▶ _Prompt_: Your job is to report every line of the entries that has "tonic".

*** Opening of Given data ***

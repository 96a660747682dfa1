use crate::models::{self, Node, NodeEventKind};
use crate::storage::{Storage, StorageError};
use coord_types::coord::{
    coordinator_server::{Coordinator, CoordinatorServer},
    CreateRequest, CreateResponse, EventKind, ExistsRequest, ExistsResponse, GetRequest,
    GetResponse, NodeEvent, SetRequest, SetResponse, Stat, WatchRequest,
};
use futures_util::stream::Stream;
use std::pin::Pin;
use std::sync::Arc;
use tokio::sync::broadcast::error::RecvError;
use tonic::{Request, Response, Status};
use tracing::{debug, warn};

#[derive(Clone)]
pub struct CoordServiceImpl {
    storage: Arc<Storage>,
}

impl CoordServiceImpl {
    pub fn new(storage: Arc<Storage>) -> Self {
        Self { storage }
    }
}

type WatchStream = Pin<Box<dyn Stream<Item = Result<NodeEvent, Status>> + Send>>;

impl From<StorageError> for Status {
    fn from(err: StorageError) -> Self {
        match err {
            StorageError::NoNode(_) => Status::not_found(err.to_string()),
            StorageError::NodeExists(_) => Status::already_exists(err.to_string()),
            StorageError::BadVersion(..) => Status::failed_precondition(err.to_string()),
            StorageError::InvalidPath(_) => Status::invalid_argument(err.to_string()),
            StorageError::Sql(e) => Status::internal(format!("Database error: {}", e)),
        }
    }
}

fn stat(node: &Node) -> Option<Stat> {
    Some(Stat {
        version: node.version,
        data_length: i32::try_from(node.data.len()).unwrap_or(i32::MAX),
        mtime: node.mtime,
    })
}

fn proto_event(event: models::NodeEvent) -> NodeEvent {
    let kind = match event.kind {
        NodeEventKind::Created => EventKind::Created,
        NodeEventKind::Changed => EventKind::Changed,
    };
    NodeEvent {
        path: event.path,
        kind: kind as i32,
        version: event.version,
    }
}

#[tonic::async_trait]
impl Coordinator for CoordServiceImpl {
    type WatchStream = WatchStream;

    async fn get(&self, request: Request<GetRequest>) -> Result<Response<GetResponse>, Status> {
        let req = request.into_inner();
        let node = self.storage.get(&req.path).await?;
        Ok(Response::new(GetResponse {
            stat: stat(&node),
            data: node.data,
        }))
    }

    async fn set(&self, request: Request<SetRequest>) -> Result<Response<SetResponse>, Status> {
        let req = request.into_inner();
        let node = self
            .storage
            .set(&req.path, req.data, req.expected_version)
            .await
            .inspect_err(|e| debug!(path = %req.path, error = %e, "set rejected"))?;
        Ok(Response::new(SetResponse { stat: stat(&node) }))
    }

    async fn create(
        &self,
        request: Request<CreateRequest>,
    ) -> Result<Response<CreateResponse>, Status> {
        let req = request.into_inner();
        let node = self
            .storage
            .create(&req.path, req.data)
            .await
            .inspect_err(|e| debug!(path = %req.path, error = %e, "create rejected"))?;
        Ok(Response::new(CreateResponse { stat: stat(&node) }))
    }

    async fn exists(
        &self,
        request: Request<ExistsRequest>,
    ) -> Result<Response<ExistsResponse>, Status> {
        let req = request.into_inner();
        let exists = self.storage.exists(&req.path).await?;
        Ok(Response::new(ExistsResponse { exists }))
    }

    async fn watch(
        &self,
        _request: Request<WatchRequest>,
    ) -> Result<Response<Self::WatchStream>, Status> {
        let mut events = self.storage.subscribe();

        let output = async_stream::stream! {
            loop {
                match events.recv().await {
                    Ok(event) => yield Ok(proto_event(event)),
                    Err(RecvError::Lagged(skipped)) => {
                        // The client must resync, so end the stream instead of skipping.
                        warn!(skipped, "watcher fell behind");
                        yield Err(Status::data_loss(format!("{} events dropped", skipped)));
                        break;
                    }
                    Err(RecvError::Closed) => break,
                }
            }
        };

        Ok(Response::new(Box::pin(output)))
    }
}

pub fn create_server(storage: Arc<Storage>) -> CoordinatorServer<CoordServiceImpl> {
    CoordinatorServer::new(CoordServiceImpl::new(storage))
}
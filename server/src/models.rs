#[derive(Debug, Clone, PartialEq, Eq)]
pub struct Node {
    pub path: String,
    pub data: Vec<u8>,
    pub version: i32,
    pub mtime: i64,
}

#[derive(Debug, Clone, Copy, PartialEq, Eq)]
pub enum NodeEventKind {
    Created,
    Changed,
}

#[derive(Debug, Clone, PartialEq, Eq)]
pub struct NodeEvent {
    pub path: String,
    pub kind: NodeEventKind,
    pub version: i32,
}

impl NodeEvent {
    pub fn new(node: &Node, kind: NodeEventKind) -> Self {
        Self {
            path: node.path.clone(),
            kind,
            version: node.version,
        }
    }
}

*** Close of Given data ***

▶ _Reply to the exercise_:
use tonic::{Request, Response, Status};
#[tonic::async_trait]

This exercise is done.